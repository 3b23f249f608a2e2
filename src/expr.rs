//! Rule expression language.
//!
//! Expressions are plain data (serde-tagged JSON) so that ruleset artifacts
//! are portable and hashable. Evaluation lives in [`crate::executor`].
//!
//! ```json
//! {"op": "mul",
//!  "left": {"op": "topic", "topic": "super.total_concessional"},
//!  "right": {"op": "assumption", "key": "super.contributions_tax_rate"}}
//! ```

use std::collections::BTreeSet;

use serde::{Deserialize, Serialize};

use crate::decimal::{range_issue, Quantity, RoundingPolicy};
use crate::rule::Topic;

/// Maximum nesting depth accepted for an expression tree.
pub const MAX_EXPR_DEPTH: usize = 64;

/// Comparison operator for conditionals.
#[derive(Debug, Clone, Copy, PartialEq, Eq, Hash, Serialize, Deserialize)]
#[serde(rename_all = "snake_case")]
pub enum Comparison {
    Gt,
    Ge,
    Lt,
    Le,
    Eq,
    Ne,
}

/// A comparison between two sub-expressions of the same unit.
#[derive(Debug, Clone, PartialEq, Eq, Serialize, Deserialize)]
pub struct Condition {
    /// Left operand.
    pub left: Box<Expr>,
    /// Operator.
    pub cmp: Comparison,
    /// Right operand.
    pub right: Box<Expr>,
}

/// A calculation expression.
#[derive(Debug, Clone, PartialEq, Eq, Serialize, Deserialize)]
#[serde(tag = "op", rename_all = "snake_case")]
pub enum Expr {
    /// A literal quantity.
    Const { value: Quantity },
    /// A client data field.
    Input { field: String },
    /// A scalar assumption in force at `as_of`.
    Assumption { key: String },
    /// The output of another topic in the same plan.
    Topic { topic: Topic },
    /// Sum of one or more operands.
    Add { args: Vec<Expr> },
    /// `left - right`.
    Sub { left: Box<Expr>, right: Box<Expr> },
    /// `left * right`.
    Mul { left: Box<Expr>, right: Box<Expr> },
    /// `left / right`.
    Div { left: Box<Expr>, right: Box<Expr> },
    /// Negation.
    Neg { arg: Box<Expr> },
    /// Smallest of one or more operands.
    Min { args: Vec<Expr> },
    /// Largest of one or more operands.
    Max { args: Vec<Expr> },
    /// Clamp negatives to zero.
    FloorZero { arg: Box<Expr> },
    /// Explicit rounding.
    Round { arg: Box<Expr>, policy: RoundingPolicy },
    /// Conditional.
    If {
        cond: Condition,
        then: Box<Expr>,
        otherwise: Box<Expr>,
    },
    /// Marginal application of a bracket schedule assumption.
    Progressive { base: Box<Expr>, schedule: String },
    /// `principal * (1 + rate) ^ periods`.
    Compound {
        principal: Box<Expr>,
        rate: Box<Expr>,
        periods: u32,
    },
}

impl Expr {
    /// Literal.
    #[must_use]
    pub const fn constant(value: Quantity) -> Self {
        Self::Const { value }
    }

    /// Client data field.
    #[must_use]
    pub fn input(field: impl Into<String>) -> Self {
        Self::Input { field: field.into() }
    }

    /// Scalar assumption.
    #[must_use]
    pub fn assumption(key: impl Into<String>) -> Self {
        Self::Assumption { key: key.into() }
    }

    /// Upstream topic.
    #[must_use]
    pub fn topic(topic: impl Into<Topic>) -> Self {
        Self::Topic { topic: topic.into() }
    }

    #[must_use]
    pub fn add(args: Vec<Self>) -> Self {
        Self::Add { args }
    }

    #[must_use]
    pub fn sub(left: Self, right: Self) -> Self {
        Self::Sub {
            left: Box::new(left),
            right: Box::new(right),
        }
    }

    #[must_use]
    pub fn mul(left: Self, right: Self) -> Self {
        Self::Mul {
            left: Box::new(left),
            right: Box::new(right),
        }
    }

    #[must_use]
    pub fn div(left: Self, right: Self) -> Self {
        Self::Div {
            left: Box::new(left),
            right: Box::new(right),
        }
    }

    #[must_use]
    pub fn neg(arg: Self) -> Self {
        Self::Neg { arg: Box::new(arg) }
    }

    #[must_use]
    pub fn min(args: Vec<Self>) -> Self {
        Self::Min { args }
    }

    #[must_use]
    pub fn max(args: Vec<Self>) -> Self {
        Self::Max { args }
    }

    #[must_use]
    pub fn floor_zero(arg: Self) -> Self {
        Self::FloorZero { arg: Box::new(arg) }
    }

    #[must_use]
    pub fn round(arg: Self, policy: RoundingPolicy) -> Self {
        Self::Round {
            arg: Box::new(arg),
            policy,
        }
    }

    /// `if left cmp right { then } else { otherwise }`.
    #[must_use]
    pub fn if_cmp(left: Self, cmp: Comparison, right: Self, then: Self, otherwise: Self) -> Self {
        Self::If {
            cond: Condition {
                left: Box::new(left),
                cmp,
                right: Box::new(right),
            },
            then: Box::new(then),
            otherwise: Box::new(otherwise),
        }
    }

    #[must_use]
    pub fn progressive(base: Self, schedule: impl Into<String>) -> Self {
        Self::Progressive {
            base: Box::new(base),
            schedule: schedule.into(),
        }
    }

    #[must_use]
    pub fn compound(principal: Self, rate: Self, periods: u32) -> Self {
        Self::Compound {
            principal: Box::new(principal),
            rate: Box::new(rate),
            periods,
        }
    }

    /// Direct children, in evaluation order.
    #[must_use]
    pub fn children(&self) -> Vec<&Self> {
        match self {
            Self::Const { .. } | Self::Input { .. } | Self::Assumption { .. } | Self::Topic { .. } => {
                Vec::new()
            }
            Self::Add { args } | Self::Min { args } | Self::Max { args } => args.iter().collect(),
            Self::Sub { left, right } | Self::Mul { left, right } | Self::Div { left, right } => {
                vec![left.as_ref(), right.as_ref()]
            }
            Self::Neg { arg } | Self::FloorZero { arg } | Self::Round { arg, .. } => vec![arg.as_ref()],
            Self::If { cond, then, otherwise } => vec![
                cond.left.as_ref(),
                cond.right.as_ref(),
                then.as_ref(),
                otherwise.as_ref(),
            ],
            Self::Progressive { base, .. } => vec![base.as_ref()],
            Self::Compound { principal, rate, .. } => vec![principal.as_ref(), rate.as_ref()],
        }
    }

    fn walk<'a>(&'a self, visit: &mut impl FnMut(&'a Self)) {
        visit(self);
        for child in self.children() {
            child.walk(visit);
        }
    }

    /// Upstream topics this expression reads.
    #[must_use]
    pub fn topics(&self) -> BTreeSet<Topic> {
        let mut out = BTreeSet::new();
        self.walk(&mut |e| {
            if let Self::Topic { topic } = e {
                out.insert(topic.clone());
            }
        });
        out
    }

    /// Client data fields this expression reads.
    #[must_use]
    pub fn inputs(&self) -> BTreeSet<String> {
        let mut out = BTreeSet::new();
        self.walk(&mut |e| {
            if let Self::Input { field } = e {
                out.insert(field.clone());
            }
        });
        out
    }

    /// Assumption keys this expression reads, scalar and schedule alike.
    #[must_use]
    pub fn assumption_keys(&self) -> BTreeSet<String> {
        let mut out = BTreeSet::new();
        self.walk(&mut |e| match e {
            Self::Assumption { key } => {
                out.insert(key.clone());
            }
            Self::Progressive { schedule, .. } => {
                out.insert(schedule.clone());
            }
            _ => {}
        });
        out
    }

    /// Nesting depth (a leaf has depth 1).
    #[must_use]
    pub fn depth(&self) -> usize {
        1 + self.children().into_iter().map(Self::depth).max().unwrap_or(0)
    }

    /// Returns a structural problem, if any: empty operand lists or
    /// excessive nesting.
    #[must_use]
    pub fn structural_issue(&self) -> Option<String> {
        if self.depth() > MAX_EXPR_DEPTH {
            return Some(format!("expression nesting exceeds {MAX_EXPR_DEPTH}"));
        }
        let mut issue = None;
        self.walk(&mut |e| {
            if issue.is_some() {
                return;
            }
            match e {
                Self::Add { args } | Self::Min { args } | Self::Max { args } if args.is_empty() => {
                    issue = Some("operator with no operands".to_string());
                }
                Self::Round { policy, .. } => {
                    if let Err(err) = policy.validate() {
                        issue = Some(err.to_string());
                    }
                }
                Self::Const { value } => issue = range_issue(&value.amount),
                _ => {}
            }
        });
        issue
    }
}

————

Count how many lines in the data above include the string "Deserialize", and write only that number.

4